Je l’ignore. Depuis que je suis enseignant, ma vie tient dans ce délicat équilibre : consacrer du temps à mon boulot mais aussi à ce que j’appelle prétentieusement ma « liberté intellectuelle ». Trop me rapprocher ou m’éloigner d’un de ces pôles m’angoisse, me fait me sentir aliéné ou beaucoup trop éloigné.

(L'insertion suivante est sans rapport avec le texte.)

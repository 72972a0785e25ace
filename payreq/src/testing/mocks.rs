//! Mock collaborators for testing.

use parking_lot::Mutex;
use std::collections::{HashMap, VecDeque};
use std::sync::Arc;

use crate::capabilities::{OrderDetails, OrderLookup};
use crate::config::SiteConfig;
use crate::errors::{Result, TransportError};
use crate::request::{ApiClient, HttpTransport, PreparedRequest, Transport};
use crate::results::{DerivedStatus, StatusLookup};

/// Home URL of the site the mocks report.
pub const TEST_SITE_URL: &str = "https://shop.example.com";

/// An API client that records prepared requests and returns queued replies.
///
/// With no reply queued it answers `{}`.
#[derive(Debug)]
pub struct MockApiClient {
    site: Mutex<SiteConfig>,
    replies: Mutex<VecDeque<Result<serde_json::Value>>>,
    sent: Mutex<Vec<PreparedRequest>>,
}

impl MockApiClient {
    /// Creates a client for [`TEST_SITE_URL`].
    #[must_use]
    pub fn new() -> Self {
        Self::for_site(SiteConfig::new(TEST_SITE_URL))
    }

    /// Creates a client for `site`.
    #[must_use]
    pub fn for_site(site: SiteConfig) -> Self {
        Self {
            site: Mutex::new(site),
            replies: Mutex::new(VecDeque::new()),
            sent: Mutex::new(Vec::new()),
        }
    }

    /// Replaces the reported site.
    pub fn set_site(&self, site: SiteConfig) {
        *self.site.lock() = site;
    }

    /// Queues a reply for the next call.
    pub fn push_reply(&self, reply: Result<serde_json::Value>) {
        self.replies.lock().push_back(reply);
    }

    /// Returns the requests sent so far.
    #[must_use]
    pub fn sent_requests(&self) -> Vec<PreparedRequest> {
        self.sent.lock().clone()
    }

    /// Returns the number of calls.
    #[must_use]
    pub fn call_count(&self) -> usize {
        self.sent.lock().len()
    }

    /// Resets call tracking and queued replies.
    pub fn reset(&self) {
        self.sent.lock().clear();
        self.replies.lock().clear();
    }
}

impl Default for MockApiClient {
    fn default() -> Self {
        Self::new()
    }
}

impl ApiClient for MockApiClient {
    fn site(&self) -> SiteConfig {
        self.site.lock().clone()
    }

    fn send_request(&self, request: &PreparedRequest) -> Result<serde_json::Value> {
        self.sent.lock().push(request.clone());
        self.replies
            .lock()
            .pop_front()
            .unwrap_or_else(|| Ok(serde_json::json!({})))
    }
}

/// An HTTP transport with a fixed connection state.
#[derive(Debug, Clone, Copy)]
pub struct MockHttpTransport {
    blog_id: Option<u64>,
}

impl MockHttpTransport {
    /// A transport connected as `blog_id`, or disconnected with `None`.
    #[must_use]
    pub fn new(blog_id: Option<u64>) -> Self {
        Self { blog_id }
    }
}

impl Default for MockHttpTransport {
    fn default() -> Self {
        Self::new(Some(1))
    }
}

impl HttpTransport for MockHttpTransport {
    fn is_connected(&self) -> bool {
        self.blog_id.is_some()
    }

    fn blog_id(&self) -> Option<u64> {
        self.blog_id
    }
}

/// Transport over a fresh [`MockApiClient`] and a connected HTTP mock.
#[must_use]
pub fn mock_transport() -> Transport {
    mock_transport_with(Arc::new(MockApiClient::new()))
}

/// Transport over `client`, for tests that inspect what was sent.
#[must_use]
pub fn mock_transport_with(client: Arc<MockApiClient>) -> Transport {
    Transport::new(client, Arc::new(MockHttpTransport::default()))
}

/// Transport reporting `site`.
#[must_use]
pub fn mock_transport_for_site(site: SiteConfig) -> Transport {
    mock_transport_with(Arc::new(MockApiClient::for_site(site)))
}

/// Transport whose HTTP side reports `blog_id`.
#[must_use]
pub fn mock_transport_with_blog_id(blog_id: Option<u64>) -> Transport {
    Transport::new(
        Arc::new(MockApiClient::new()),
        Arc::new(MockHttpTransport::new(blog_id)),
    )
}

/// An order with predictable details derived from `id`.
#[must_use]
pub fn sample_order(id: u64, status: &str) -> OrderDetails {
    OrderDetails {
        id,
        number: id.to_string(),
        key: format!("wc_order_{id}"),
        status: status.to_string(),
        customer_name: "Jane Doe".to_string(),
        customer_email: "jane@example.com".to_string(),
    }
}

/// Order lookup over a fixed set of orders.
#[derive(Debug, Default)]
pub struct StaticOrderLookup {
    orders: Mutex<HashMap<u64, OrderDetails>>,
    lookups: Mutex<usize>,
}

impl StaticOrderLookup {
    /// Creates an empty lookup.
    #[must_use]
    pub fn new() -> Self {
        Self::default()
    }

    /// Adds an order.
    #[must_use]
    pub fn with_order(self, order: OrderDetails) -> Self {
        self.orders.lock().insert(order.id, order);
        self
    }

    /// Returns the number of lookups.
    #[must_use]
    pub fn lookup_count(&self) -> usize {
        *self.lookups.lock()
    }
}

impl OrderLookup for StaticOrderLookup {
    fn find_order(&self, order_id: u64) -> Result<OrderDetails> {
        *self.lookups.lock() += 1;
        self.orders.lock().get(&order_id).cloned().ok_or_else(|| {
            TransportError::new("order_not_found", format!("No order with id {order_id}"), 404)
                .into()
        })
    }
}

/// Status lookup keyed by the record's `id` field.
///
/// Records with an unknown or missing id fail the lookup.
#[derive(Debug, Default)]
pub struct StaticStatusLookup {
    statuses: HashMap<String, DerivedStatus>,
}

impl StaticStatusLookup {
    /// Creates an empty lookup.
    #[must_use]
    pub fn new() -> Self {
        Self::default()
    }

    /// Sets the status of the record with `id`.
    #[must_use]
    pub fn with_status(mut self, id: impl Into<String>, status: DerivedStatus) -> Self {
        self.statuses.insert(id.into(), status);
        self
    }
}

impl StatusLookup for StaticStatusLookup {
    fn derive_status(&self, record: &serde_json::Value) -> Result<DerivedStatus> {
        let id = record
            .get("id")
            .and_then(serde_json::Value::as_str)
            .unwrap_or_default();
        self.statuses.get(id).copied().ok_or_else(|| {
            TransportError::new("status_unavailable", format!("No status for record '{id}'"), 404)
                .into()
        })
    }
}

#[cfg(test)]
mod tests {
    use super::*;
    use crate::contracts::HttpMethod;
    use crate::request::ParamMap;
    use serde_json::json;
    use uuid::Uuid;

    fn prepared() -> PreparedRequest {
        PreparedRequest {
            request_type: "mock",
            method: HttpMethod::Get,
            api: "ping".to_string(),
            params: ParamMap::new(),
            use_user_token: false,
            site_specific: false,
            idempotency_key: Uuid::new_v4(),
        }
    }

    #[test]
    fn test_mock_client_replays_queue() {
        let client = MockApiClient::new();
        client.push_reply(Ok(json!({"n": 1})));

        assert_eq!(client.send_request(&prepared()).unwrap(), json!({"n": 1}));
        assert_eq!(client.send_request(&prepared()).unwrap(), json!({}));
        assert_eq!(client.call_count(), 2);

        client.reset();
        assert_eq!(client.call_count(), 0);
    }

    #[test]
    fn test_mock_client_site() {
        let client = MockApiClient::new();
        assert_eq!(client.site().home_url, TEST_SITE_URL);
        assert!(!client.is_test_mode());

        client.set_site(SiteConfig::new(TEST_SITE_URL).with_test_mode(true));
        assert!(client.is_test_mode());
    }

    #[test]
    fn test_mock_http_transport() {
        assert!(MockHttpTransport::default().is_connected());
        assert!(!MockHttpTransport::new(None).is_connected());
    }

    #[test]
    fn test_static_order_lookup() {
        let orders = StaticOrderLookup::new().with_order(sample_order(5, "completed"));
        assert_eq!(orders.find_order(5).unwrap().key, "wc_order_5");
        assert!(orders.find_order(6).is_err());
        assert_eq!(orders.lookup_count(), 2);
    }
}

Lorsque je bossais dans le privé, cette question ne se posait jamais. Les journées, aussi compliquées qu’elles puissent être, me recrachaient, libre d’être qui je voulais, jusqu’au lendemain. En tant qu’intermittent, vie professionnelle et privée se confondaient en une seule. Depuis dix-neuf ans, je ne cesse de maintenir ce numéro de funambule.
Je m’ébroue. Les vacances sont quasiment finies. Cette pensée disparaîtra rapidement devant l’urgence qui, toujours, s’impose quand on enseigne. Il n’en reste pas moins que je suis heureux d’avoir eu, entre les pages, le temps de penser.